Image Elderly prisoners health screening game

School of Population Health’s Dr Adrienne Withall will lead a NHMRC funded project to enhance screening capacity for health conditions in older prisoners (aged 50+ years). The grant, amounting to $844,050, will help researchers develop a tool that can overcome barriers to fill the information gap in health data of older prisoners. The project team includes Professor Peter Schofield from the University of Newcastle, Dr Natasha Ginnivan, Dr Jane Hwang, Professor Tony Butler and Mr Adam Howie from SPH, and other researchers from UNSW, University of Sydney, government agencies and research institutes.

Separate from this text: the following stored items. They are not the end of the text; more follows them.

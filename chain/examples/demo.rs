//! Terminal walkthrough of the score ledger lifecycle.
//!
//! Records a handful of runs for two players, shows their histories,
//! tampers with a block in memory, and lets the verifier catch it.
//! Storytelling output, no files touched — everything runs against the
//! in-memory store.
//!
//! Run with:
//!   cargo run --example demo

use std::collections::BTreeMap;

use tally_chain::store::ChainStore;
use tally_chain::verify::{audit, broken_links};

// ---------------------------------------------------------------------------
// ANSI color constants
// ---------------------------------------------------------------------------

const RESET: &str = "\x1b[0m";
const BOLD: &str = "\x1b[1m";
const DIM: &str = "\x1b[2m";

const GREEN: &str = "\x1b[32m";
const RED: &str = "\x1b[31m";
const YELLOW: &str = "\x1b[33m";
const CYAN: &str = "\x1b[36m";

fn heading(text: &str) {
    println!();
    println!("{BOLD}{CYAN}== {text} =={RESET}");
}

fn main() -> Result<(), tally_chain::ChainError> {
    println!("{BOLD}TALLY — tamper-evident score ledger, guided tour{RESET}");

    // -- 1. Record some runs ------------------------------------------------
    heading("Recording runs");
    let mut store = ChainStore::in_memory();

    let runs = [
        (Some("ada@example.com"), 1, 18.4, Some("Ada")),
        (Some("ada@example.com"), 2, 33.9, Some("Ada")),
        (Some("ada@example.com"), 3, 51.02, Some("Ada")),
        (Some("grace@example.com"), 1, 22.7, Some("Grace")),
        (None, 1, 12.0, None), // anonymous run, lands on __global__
    ];
    for (player, level, duration, name) in runs {
        let block = store.append(player, level, duration, name)?;
        println!(
            "  {} level {} in {}s  {DIM}hash {}…{RESET}",
            player.unwrap_or("(anonymous)"),
            level,
            duration,
            &block.hash[..12],
        );
    }

    // -- 2. Histories -------------------------------------------------------
    heading("Ada's history (newest first)");
    for block in store.history(Some("ada@example.com")) {
        println!(
            "  #{:<2} level {:<2} {:>7}s  {DIM}prev {}…{RESET}",
            block.id.unwrap_or(0),
            block.level,
            block.duration,
            &block.prev_hash[..12],
        );
    }

    heading("Roster");
    for p in store.player_summaries() {
        println!("  {:<20} best level {:<2} ({} runs)", p.name, p.max_level, p.runs);
    }

    // -- 3. Verification on the honest store --------------------------------
    heading("Verifying the untampered store");
    let clean: BTreeMap<_, _> = tally_chain::verify::verify_all(&store);
    for (player, altered) in &clean {
        let verdict = if altered.is_empty() {
            format!("{GREEN}intact{RESET}")
        } else {
            format!("{RED}altered at {altered:?}{RESET}")
        };
        println!("  {player:<20} {verdict}");
    }

    // -- 4. Tamper and get caught -------------------------------------------
    heading("Tampering with Ada's middle run");
    let mut chain = store.history(Some("ada@example.com"));
    println!("  editing block #2: level 2 → level 9, rehashing to cover tracks");
    chain[1].level = 9;
    chain[1].hash = chain[1].recompute_hash();

    let altered = broken_links(&chain);
    println!(
        "  link check: {YELLOW}broken at positions {altered:?}{RESET} (1-based, newest first)"
    );

    println!("  editing block #1 without rehashing (the lazy cheat)");
    chain[0].duration = 0.1;
    let report = audit(&chain);
    println!(
        "  content audit: {YELLOW}stored hash mismatch at {:?}{RESET}",
        report.hash_mismatches
    );
    assert!(!report.is_clean());

    println!();
    println!("{BOLD}{GREEN}Every edit left a seam. That's the whole point.{RESET}");
    Ok(())
}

Older prisoners constitute the fastest growing segment of the prisoner population worldwide - representing over 13% of the incarcerated population. This relative increase is due to causes such as population ageing, convictions for historical crimes, and changes to laws such as mandatory sentencing. This shift brings various age-related conditions to an environment built around much younger offenders. Older prisoners often have greater health care needs than younger inmates (mental health, frailty, brain health) but without direct inquiry or health screening these may go undetected and untreated. Financial constraints leading to resource limitations (e.g., insufficient trained staff to perform assessments in prison), compounded by a lack of appropriate assessment tools (e.g., accounting for the low education and English literacy levels of many prisoners), contribute to a current crisis of ignorance.

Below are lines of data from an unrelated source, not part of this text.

//! # Ledger Configuration & Constants
//!
//! Every magic number in the score ledger lives here. Most of these are a
//! compatibility contract with stores already on players' machines:
//! changing them silently invalidates files that verified yesterday, which
//! is exactly the kind of tampering this crate exists to expose.

// ---------------------------------------------------------------------------
// Player Keys
// ---------------------------------------------------------------------------

/// Reserved player key for runs recorded without a signed-in identity.
///
/// The identity provider hands us `(playerKey, playerName)` for a session,
/// or nothing at all. Anonymous runs still deserve a chain, so they share
/// this sentinel. The double underscores keep it out of the way of any
/// plausible real key (keys are usually email addresses).
pub const GLOBAL_KEY: &str = "__global__";

// ---------------------------------------------------------------------------
// Retention
// ---------------------------------------------------------------------------

/// Maximum number of blocks retained per player.
///
/// Enforced on insertion only — loading an over-long chain from disk never
/// drops entries. Eviction removes the oldest blocks; their hashes remain
/// woven into the survivors, so the chain stays verifiable.
pub const MAX_BLOCKS_PER_PLAYER: usize = 50;

// ---------------------------------------------------------------------------
// Wire Parameters
// ---------------------------------------------------------------------------

/// Length of a hash in the wire format: SHA-256, lowercase hex. 64 chars.
pub const HASH_HEX_LEN: usize = 64;

/// Default filename for the persisted store, kept next to the game binary.
pub const STORE_FILE_NAME: &str = "records.json";

/// chrono format string for block timestamps: ISO-8601 local datetime with
/// microseconds (`2026-08-28T14:03:51.042117`). Only the resulting *string*
/// participates in hashing, so this shapes new blocks without being able to
/// invalidate old ones.
pub const TIMESTAMP_FORMAT: &str = "%Y-%m-%dT%H:%M:%S%.6f";

/// The `prev_hash` of a player's first block: 64 zero characters.
pub fn zero_hash() -> String {
    "0".repeat(HASH_HEX_LEN)
}

#[cfg(test)]
mod tests {
    use super::*;

    #[test]
    fn zero_hash_shape() {
        let z = zero_hash();
        assert_eq!(z.len(), HASH_HEX_LEN);
        assert!(z.chars().all(|c| c == '0'));
    }
}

As Dr Adrienne Withall puts it, “We simply to not have adequate data on the health of older inmates in our prisons. In this research, we will use technological innovation to develop and validate a novel screening tool to facilitate the collection of important health, medical and cognitive data, thus bypassing the roadblock created by resource limitations in prisons.”

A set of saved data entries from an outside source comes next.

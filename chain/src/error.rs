//! Error types for the score ledger.
//!
//! Every fallible operation returns a [`ChainError`]. Failure is never
//! swallowed inside the store: ignoring a write error is a decision the
//! caller makes, not one the store makes for them.

use thiserror::Error;

/// Errors that can occur while recording or persisting runs.
///
/// Note what is *not* here: a tampered chain. Verification findings are
/// data returned to the caller, never errors.
#[derive(Debug, Error)]
pub enum ChainError {
    /// `append` was called with a level below 1.
    #[error("level must be at least 1, got {0}")]
    InvalidLevel(u32),

    /// `append` was called with a negative or non-finite duration.
    #[error("duration must be a non-negative finite number of seconds, got {0}")]
    InvalidDuration(f64),

    /// Reading or writing the store file failed.
    #[error("store I/O failed: {0}")]
    Io(#[from] std::io::Error),

    /// Encoding the store to JSON failed.
    #[error("store serialization failed: {0}")]
    Serialization(#[from] serde_json::Error),
}

/// Convenience alias used throughout the crate.
pub type ChainResult<T> = Result<T, ChainError>;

This study will: 1) take advantage of 20-year-old technology – the Audio Computer-Assisted Self-Interview (ACASI) – in a new way to facilitate the collection of health data from older offenders who often have low levels of education and English; 2) design a cognitive battery using an innovative ‘serious game’ approach to facilitate the measurement of cognitive data from older offenders; and (3) establish whether these components are both valid and acceptable. ‘Serious games’ are a potentially transformative approach to assessment, using the guise of entertainment to assess cognitive skills that have traditionally been tested with pen and paper neuropsychological tests.

Long term gains

The Audio app-delivered Screening for Cognition and Age-related health in PrisonErs (ASCAPE) app will facilitate the early identification of healthcare needs so that they can be supported both in prison and post-release, with the potential to reduce future health care costs and re-offending for this group. Longer-term benefits of this research include more equitable access to cognitive testing. Neuropsychological and medicolegal assessments are expensive and not usually accessible to lower socioeconomic status clients who access Legal Aid or even self-represent in court. ASCAPE may help to facilitate broader and more equitable access to testing for all clients.

“At the end of this study we hope to have a package that, should it be shown to be valid and acceptable, can be implemented widely and scaled up rapidly with minimal costs and maximum screening accuracy,” Dr Withall concludes.